A stand-alone Series 2 TiVo, model TCD140060; lifetime subscription.
An "Airlink 101 USB 2.0 Ethernet Adapter", hardwired USB ethernet adapter.
Software version as displayed by TiVo: 9.32b-01-2-140
Instant Cake ISO from dvrupgrade.com
Universal Boot ISO, also from dvrupgrade.com

As it sits right now, the box boots. It can connect to TiVo and download guide data. So it's fully functional, at least as a stock TiVo.


What I want to do:

Have shell (telnet and/or ssh, I don't care which at this point) access.
Be able to run tivoweb or some such web-interface to the box.
Run the most "current" TiVo software possible, that still allows for shell and
web access. 

For about a month now, I've been googling, reading guides/forum threads, etc. I think I'm more confused now than when I started.

A lot of what I've read, seems to reference Tivo software by versions numbers formatted completely different from what my box displays on screen. How do I match '9.3.2b-01-2-140' to the what the various guides and forum threads use?

While looking at the utilities on the Universal Boot CD, I found the "tpip" program. I used "tpip -o original-kernel /dev/hdb" to read the kernel off my TiVo hard drive; then did a "strings original-kernel |grep Linux" and got:

Linux version 2.4.20 ([email protected]) (gcc version 3.3.4) #1 mon march 23 10:43:17 PDT 2009". 

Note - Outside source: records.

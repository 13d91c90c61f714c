//! Output: deliver encoded image bytes to a file or standard output.
//!
//! File writes go through a temporary sibling that is renamed into place,
//! so the destination either holds the complete image or is left untouched.

use crate::error::Text2ImgError;
use std::fmt;
use std::io::Write;
use std::path::{Path, PathBuf};
use tempfile::NamedTempFile;
use tracing::debug;

/// Where the image goes.
#[derive(Debug, Clone, PartialEq, Eq)]
pub enum Destination {
    File(PathBuf),
    Stdout,
}

impl Destination {
    pub fn path(&self) -> Option<&Path> {
        match self {
            Destination::File(p) => Some(p),
            Destination::Stdout => None,
        }
    }
}

impl fmt::Display for Destination {
    fn fmt(&self, f: &mut fmt::Formatter<'_>) -> fmt::Result {
        match self {
            Destination::File(p) => write!(f, "{}", p.display()),
            Destination::Stdout => f.write_str("-"),
        }
    }
}

/// Write `bytes` to `destination`.
pub fn write_output(destination: &Destination, bytes: &[u8]) -> Result<(), Text2ImgError> {
    match destination {
        Destination::File(path) => write_atomic(path, bytes),
        Destination::Stdout => {
            let mut out = std::io::stdout().lock();
            out.write_all(bytes)
                .and_then(|_| out.flush())
                .map_err(|e| Text2ImgError::OutputWriteFailed {
                    path: PathBuf::from("-"),
                    source: e,
                })
        }
    }
}

/// Write `bytes` to a temp file next to `path`, then rename it over `path`.
pub fn write_atomic(path: &Path, bytes: &[u8]) -> Result<(), Text2ImgError> {
    let fail = |e: std::io::Error| Text2ImgError::OutputWriteFailed {
        path: path.to_path_buf(),
        source: e,
    };

    let parent = match path.parent() {
        Some(p) if !p.as_os_str().is_empty() => p,
        _ => Path::new("."),
    };
    let mut tmp = NamedTempFile::new_in(parent).map_err(fail)?;
    tmp.write_all(bytes).map_err(fail)?;
    tmp.as_file().sync_all().map_err(fail)?;
    tmp.persist(path).map_err(|e| fail(e.error))?;

    debug!("Wrote {} bytes to {}", bytes.len(), path.display());
    Ok(())
}
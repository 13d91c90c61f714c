//! Input resolution: read the source document into memory.
//!
//! The source is either a file path or `-` for standard input. The whole
//! document is read up front; encoding detection needs the first bytes and
//! sizing needs every line anyway.

use crate::error::Text2ImgError;
use std::fmt;
use std::io::{ErrorKind, Read};
use std::path::{Path, PathBuf};
use tracing::debug;

/// Where the text comes from.
#[derive(Debug, Clone, PartialEq, Eq)]
pub enum Source {
    File(PathBuf),
    Stdin,
}

impl Source {
    /// `-` selects standard input; anything else is a path.
    pub fn parse(arg: &str) -> Self {
        if arg == "-" {
            Source::Stdin
        } else {
            Source::File(PathBuf::from(arg))
        }
    }

    pub fn path(&self) -> Option<&Path> {
        match self {
            Source::File(p) => Some(p),
            Source::Stdin => None,
        }
    }
}

impl fmt::Display for Source {
    fn fmt(&self, f: &mut fmt::Formatter<'_>) -> fmt::Result {
        match self {
            Source::File(p) => write!(f, "'{}'", p.display()),
            Source::Stdin => f.write_str("standard input"),
        }
    }
}

/// Read all bytes of `source`.
pub fn read_source(source: &Source) -> Result<Vec<u8>, Text2ImgError> {
    let bytes = match source {
        Source::File(path) => read_file(path)?,
        Source::Stdin => read_from(std::io::stdin().lock(), source)?,
    };
    debug!("Read {} bytes from {}", bytes.len(), source);
    Ok(bytes)
}

/// Read everything from `reader`, attributing failures to `source`.
pub fn read_from<R: Read>(mut reader: R, source: &Source) -> Result<Vec<u8>, Text2ImgError> {
    let mut bytes = Vec::new();
    reader
        .read_to_end(&mut bytes)
        .map_err(|e| Text2ImgError::ReadFailed {
            source_name: source.to_string(),
            source: e,
        })?;
    Ok(bytes)
}

fn read_file(path: &Path) -> Result<Vec<u8>, Text2ImgError> {
    std::fs::read(path).map_err(|e| match e.kind() {
        ErrorKind::NotFound => Text2ImgError::InputNotFound {
            path: path.to_path_buf(),
        },
        ErrorKind::PermissionDenied => Text2ImgError::PermissionDenied {
            path: path.to_path_buf(),
        },
        _ => Text2ImgError::ReadFailed {
            source_name: format!("'{}'", path.display()),
            source: e,
        },
    })
}

#[cfg(test)]
mod tests {
    use super::*;
    use std::io::Cursor;

    #[test]
    fn dash_means_stdin() {
        assert_eq!(Source::parse("-"), Source::Stdin);
        assert_eq!(Source::parse("a.txt"), Source::File("a.txt".into()));
        assert_eq!(Source::Stdin.to_string(), "standard input");
    }

    #[test]
    fn reads_existing_file() {
        let dir = tempfile::tempdir().unwrap();
        let path = dir.path().join("in.txt");
        std::fs::write(&path, b"abc\r\n").unwrap();
        assert_eq!(read_source(&Source::File(path)).unwrap(), b"abc\r\n");
    }

    #[test]
    fn missing_file_is_not_found() {
        let err = read_source(&Source::parse("/definitely/not/here.txt")).unwrap_err();
        assert!(matches!(err, Text2ImgError::InputNotFound { .. }));
    }

    #[test]
    fn directory_is_a_read_error() {
        let dir = tempfile::tempdir().unwrap();
        let err = read_source(&Source::File(dir.path().to_path_buf())).unwrap_err();
        assert_eq!(err.exit_status(), crate::error::ExitStatus::ReadError);
    }

    #[test]
    fn reader_contents_pass_through() {
        let bytes = read_from(Cursor::new(b"\xEF\xBB\xBFhi".to_vec()), &Source::Stdin).unwrap();
        assert_eq!(bytes, b"\xEF\xBB\xBFhi");
    }
}
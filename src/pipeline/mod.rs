//! Pipeline stages for text-to-image conversion.
//!
//! Each submodule implements exactly one transformation step, and every
//! stage hands an immutable value to the next.
//!
//! ## Data Flow
//!
//! ```text
//! input ──▶ encoding ──▶ normalize ──▶ metrics ──▶ render ──▶ encode ──▶ sink
//! (bytes)   (decode)     (CRLF)        (canvas)   (RGBA)     (PNG/…)    (file)
//! ```
//!
//! 1. [`input`]:     read the file or standard input
//! 2. [`encoding`]:  pick the codepage (forced, BOM, or default) and decode;
//!    [`cp437`] holds the OEM table
//! 3. [`normalize`]: rewrite every line break to CRLF
//! 4. [`metrics`]:   size the canvas, exactly or by average-cell extrapolation
//! 5. [`render`]:    draw the glyphs onto an RGBA canvas
//! 6. [`encode`]:    serialise the canvas in the requested container
//! 7. [`sink`]:      atomically write the bytes to a file or standard output

pub mod cp437;
pub mod encode;
pub mod encoding;
pub mod input;
pub mod metrics;
pub mod normalize;
pub mod render;
pub mod sink;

I bought the 'Universal Boot CD', because a number of guides and posts suggested it as being useful for doing a "killhdinitrd" for my box; which sounds like what I need to do. So far, no luck. 

I would really like this to work, by some means. Figuring it out and understanding the process - awesome! I love learning stuff. But I'm now at the stage of being OK too with just using a backup of someone's box that's already working like I want mine to work and restoring that backup to my box as well if that's just plain a simpler way for someone to help.

Any specific info anyone can offer would be greatly appreciated. If there's more info you need that I've not provided, please let me know.

Much thanks!!


----------



## mcf3782 (May 2, 2010)

I thought I'd post some more information by way of a few pictures of what I see.

Still trying to figure out how to get a killhdinitrc done to this box; but can't figure out how to match what I see as software versions to my choices of software versions/kernels on the various boot CD images.

The attached images are my System Information screen, a successful 'test connection' screen, my network settings screen (I guess as proof that I'm using the ethernet adapter and not the phone line), and finally the USB network adapter that I'm using.

Does this additional information help? Someone's gotta know how to do this and be able to point me to suggestions for what I might be doing wrong.


----------



## mcf3782 (May 2, 2010)

and here's the 4th image..


----------